Ian Tattersall, Curator Emeritus
American Museum of Natural History

Rob DeSalle, Curator of Entomology
American Museum of Natural History in the Sackler Institute for Comparative Genomics

Race has provided the rationale and excuse for some of the worst atrocities in human history. Yet, according to many biologists, physical anthropologists, and geneticists, there is no valid scientific justification for the concept of race.

To be more precise, although there is clearly some physical basis for the variations that underlie perceptions of race, clear boundaries among “races” remain highly elusive from a purely biological standpoint.
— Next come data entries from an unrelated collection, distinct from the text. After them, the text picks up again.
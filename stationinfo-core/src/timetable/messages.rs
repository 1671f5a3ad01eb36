//! Message catalog
//!
//! Status texts and train names shown on the board. Departures refer to
//! them by [`MessageId`]; ids outside the table show [`UNKNOWN_MESSAGE`].

/// Longest message that fits a departure row next to time and platform
pub const MAX_MESSAGE_LEN: usize = 19;

/// Shown for ids missing from the catalog
pub const UNKNOWN_MESSAGE: &str = "???";

/// Index into the message catalog
#[derive(Debug, Clone, Copy, PartialEq, Eq, PartialOrd, Ord, Hash)]
#[cfg_attr(feature = "defmt", derive(defmt::Format))]
pub struct MessageId(pub u8);

impl MessageId {
    /// Screen header: "Departures"
    pub const HEADER: Self = Self(0);
    /// Status: no delays
    pub const NO_DELAYS: Self = Self(1);
    /// Status: train delays
    pub const DELAYS: Self = Self(2);
    /// Out of service
    pub const NO_SERVICE: Self = Self(3);
    /// Do not board
    pub const NO_BOARD: Self = Self(4);
    pub const IC35: Self = Self(5);
    pub const IC34: Self = Self(6);
    pub const RE23: Self = Self(7);
    pub const RE22: Self = Self(8);
    pub const RB89: Self = Self(9);
    pub const RB88: Self = Self(10);
    pub const RB11: Self = Self(11);
    pub const RB12: Self = Self(12);

    /// Catalog text for this id
    pub fn text(self) -> &'static str {
        message_text(self)
    }

    /// Whether this is a service notice rather than a train name
    pub fn is_notice(self) -> bool {
        matches!(self, Self::DELAYS | Self::NO_SERVICE | Self::NO_BOARD)
    }
}

const MESSAGE_TABLE: [&str; 13] = [
    "Abfahrt",
    "Keine Verspatungen",
    "Zugverspatungen!",
    "ausser betrieb",
    "nicht einsteigen",
    "IC35 Bonn, Hanover",
    "IC34 Stuttgart",
    "RE23 Trier",
    "RE22 Koln",
    "RB89 Aachen",
    "RB88 Bonn",
    "RB11 Dortmund",
    "RB12 Koln",
];

const _: () = {
    let mut i = 0;
    while i < MESSAGE_TABLE.len() {
        assert!(MESSAGE_TABLE[i].len() <= MAX_MESSAGE_LEN, "message too long");
        i += 1;
    }
};

/// Look up a message, falling back to [`UNKNOWN_MESSAGE`]
pub fn message_text(id: MessageId) -> &'static str {
    MESSAGE_TABLE
        .get(id.0 as usize)
        .copied()
        .unwrap_or(UNKNOWN_MESSAGE)
}

#[cfg(test)]
mod tests {
    use super::*;

    #[test]
    fn test_known_messages() {
        assert_eq!(MessageId::HEADER.text(), "Abfahrt");
        assert_eq!(MessageId::NO_DELAYS.text(), "Keine Verspatungen");
        assert_eq!(MessageId::RB88.text(), "RB88 Bonn");
        assert_eq!(message_text(MessageId::RB12), "RB12 Koln");
    }

    #[test]
    fn test_unknown_message_falls_back() {
        assert_eq!(message_text(MessageId(13)), UNKNOWN_MESSAGE);
        assert_eq!(message_text(MessageId(255)), UNKNOWN_MESSAGE);
    }

    #[test]
    fn test_notices() {
        assert!(MessageId::NO_BOARD.is_notice());
        assert!(MessageId::NO_SERVICE.is_notice());
        assert!(!MessageId::IC35.is_notice());
        assert!(!MessageId::HEADER.is_notice());
    }
}
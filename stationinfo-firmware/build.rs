//! Build script for stationinfo-firmware
//!
//! Sets up linker search paths for memory.x. The timetable itself is
//! checked by `const` assertions in stationinfo-core.

use std::env;
use std::fs::File;
use std::io::Write;
use std::path::PathBuf;

fn main() {
    let out_dir = PathBuf::from(env::var("OUT_DIR").expect("OUT_DIR not set"));

    // Copy memory.x to the output directory
    let memory_x = include_bytes!("memory.x");
    let mut f = File::create(out_dir.join("memory.x")).expect("create memory.x");
    f.write_all(memory_x).expect("write memory.x");

    // Tell rustc where to find memory.x
    println!("cargo:rustc-link-search={}", out_dir.display());

    println!("cargo:rerun-if-changed=memory.x");
    println!("cargo:rerun-if-changed=build.rs");
}
//! Compiled-in station timetable
//!
//! Edit [`STATION_ROWS`] and rebuild to change the board. Rows must stay in
//! departure order; the `const` check below fails the build otherwise.

use super::messages::MessageId;
use super::record::TimetableRow;
use super::store::{check_rows, TimetableStore};
use crate::error::ConfigError;

/// Timetable data version, logged at startup
pub const DATA_VERSION: u8 = 1;

const fn row(hours: u8, minutes: u8, platform: u8, message: MessageId) -> TimetableRow {
    TimetableRow::new(hours, minutes, platform, message)
}

/// Departures in time order: time, platform, train
pub const STATION_ROWS: &[TimetableRow] = &[
    row(6, 0, 5, MessageId::RE22),
    row(7, 45, 1, MessageId::IC35),
    row(7, 59, 3, MessageId::IC34),
    row(8, 10, 2, MessageId::NO_BOARD),
    row(8, 32, 5, MessageId::RE23),
    row(9, 45, 4, MessageId::RB88),
    row(10, 3, 1, MessageId::RB89),
    row(12, 25, 5, MessageId::RE22),
    row(13, 45, 1, MessageId::RE23),
    row(13, 59, 3, MessageId::IC34),
    row(14, 10, 2, MessageId::IC35),
    row(14, 32, 5, MessageId::RE23),
    row(14, 45, 4, MessageId::RB88),
    row(15, 3, 1, MessageId::RB89),
    row(16, 10, 2, MessageId::NO_SERVICE),
    row(16, 32, 5, MessageId::RE23),
    row(17, 36, 4, MessageId::RB88),
    row(18, 3, 1, MessageId::RB89),
];

const _: () = assert!(check_rows(STATION_ROWS).is_ok(), "station timetable invalid");

/// Build the station timetable
pub fn build() -> Result<TimetableStore, ConfigError> {
    TimetableStore::from_rows(STATION_ROWS)
}

#[cfg(test)]
mod tests {
    use super::*;

    #[test]
    fn test_station_table_builds() {
        let store = build().unwrap();
        assert_eq!(store.len(), 18);
        assert_eq!(store.get(0).unwrap().time(), (6, 0));
        assert_eq!(store.get(store.last_index()).unwrap().time(), (18, 3));
    }

    #[test]
    fn test_station_messages_are_known() {
        let store = build().unwrap();
        for record in store.iter() {
            assert_ne!(record.message().text(), crate::timetable::UNKNOWN_MESSAGE);
        }
    }
}
//! Fast clock and departure window
//!
//! The fast clock is the only state shared between the tick source and the
//! main loop. The window is owned by the main loop and recomputed each time
//! it consumes a pending minute.

pub mod fast_clock;
pub mod window;

pub use fast_clock::{next_minute, FastClock};
pub use window::{first_departure_after, select, DepartureWindow, EndOfDayPolicy, Selection};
Differences among human populations that people intuitively view as “racial” are not only superficial but are also of astonishingly recent origin.

In this intriguing and highly accessible book, physical anthropologist Ian Tattersall and geneticist Rob DeSalle, both senior scholars from the American Museum of Natural History, explain what human races actually are—and are not—and place them within the wider perspective of natural diversity. They explain that the relative isolation of local populations of the newly evolved human species during the last Ice Age—when Homo sapiens was spreading across the world from an African point of origin—has now begun to reverse itself, as differentiated human populations come back into contact and interbreed. Indeed, the authors suggest that all of the variety seen outside of Africa seems to have both accumulated and started reintegrating within only the last 50,000 or 60,000 years—the blink of an eye, from an evolutionary perspective.

The overarching message of Race? Debunking a Scientific Myth is that scientifically speaking, there is nothing special about racial variation within the human species. These distinctions result from the working of entirely mundane evolutionary processes, such as those encountered in other organisms.